Em artigo recente para a Folha de São Paulo, o médico Drauzio Varella destacou a atualização da análise feita pelo United States Preventive Services Task Force, o USPSTF, a respeito do impacto dos suplementos vitamínicos no risco de doenças cardiovasculares, câncer e na mortalidade geral da população adulta. Os resultados confirmaram que não há benefícios comprovados do uso de suplementos em adultos saudáveis. No caso das vitaminas C e D, podem haver malefícios no uso exagerado, como maior risco cálculos renais.

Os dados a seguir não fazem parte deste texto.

//! Shell completions command.

use anyhow::{Context, Result};
use clap::{Args, CommandFactory};
use clap_complete::{generate, Shell};
use std::fs::File;
use std::io::{self, Write};
use std::path::PathBuf;

use crate::cli::Cli;

/// Arguments for the completions command.
#[derive(Args, Debug)]
pub struct CompletionsArgs {
    /// Shell to generate completions for
    #[arg(value_enum)]
    pub shell: Shell,

    /// Write to this file instead of stdout
    #[arg(short, long)]
    pub output: Option<PathBuf>,
}

/// Execute the completions command.
pub fn execute(args: CompletionsArgs) -> Result<()> {
    let mut cmd = Cli::command();
    let name = cmd.get_name().to_string();

    let mut sink: Box<dyn Write> = match &args.output {
        Some(path) => Box::new(
            File::create(path).with_context(|| format!("Cannot create {}", path.display()))?,
        ),
        None => Box::new(io::stdout()),
    };
    generate(args.shell, &mut cmd, name, &mut sink);
    sink.flush()?;

    Ok(())
}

As vitaminas, do ponto de vista biológico, desempenham várias funções no organismo, atuando como cofatores para diversas etapas de nosso metabolismo – suas quantidades corretas são essenciais, portanto, para a produção de energia.  “De uma forma geral, hoje não temos evidências de que indivíduos saudáveis necessitam de suplementação de qualquer nutriente”, explica Lamarca. A alimentação adequada e saudável, nesses casos, é suficiente para prover os nutrientes necessários para o funcionamento correto do corpo humano. “Em caso de uma deficiência nutricional constatada, certamente o indivíduo irá se beneficiar da reposição do suplemento”, conclui o nutricionista.

Diante da existência de diversas pesquisas sobre os possíveis efeitos correlacionados de suplementos e vitaminas em nosso corpo, os especialistas pedem cuidado. “As publicações são muito heterogêneas, dependem muito do público em questão. Sabemos, por exemplo, de regiões endêmicas onde existe uma deficiência de micronutrientes. Nesse caso são necessárias políticas públicas para minimizar os agravos à saúde decorrentes da hipovitaminoses”, conta Lamarca. Em outros casos, algumas doenças determinam a necessidade de uma quantidade maior de um nutriente específico. “O problema é quando essa essa necessidade de nutrientes é colocada como se fosse algo positivo para todo mundo, como aconteceu na pandemia”, argumenta. 

Para Drauzio Varella, o aumento da procura por suplementos e vitaminas, acelerado pela pandemia, tem relação com o “sonho da fonte da juventude”: os comprimidos e vitaminas estariam dando a sensação de cuidado com a saúde “sem nenhum esforço”. Mas, para além do empenho individual, existe também o desconforto imposto pelo desenvolvimento do atual sistema econômico – e suas relações de trabalho. 

“No mundo moderno e extremamente corporativo, não temos energia suficiente para fazer atividade física e não conseguimos nos alimentar bem. Acabamos dedicando todas nossas fichas a comprimidos. Precisamos rever esse processo”, argumenta Lamarca. As jornadas exaustivas de trabalho, muitas vezes precarizado, unidas à crise econômica que leva ao aumento do consumo de alimentos ultraprocessados, complementam um cenário de vida pouco saudável. A realização de hábitos saudáveis implica na disposição financeira, física, mas também de tempo – para cozinhar as próprias refeições e se exercitar, por exemplo. “Essa indústria é muito inteligente. Ela se adapta ao ambiente para potencializar seus lucros e a pandemia foi um exemplo disso”, conclui Lamarca.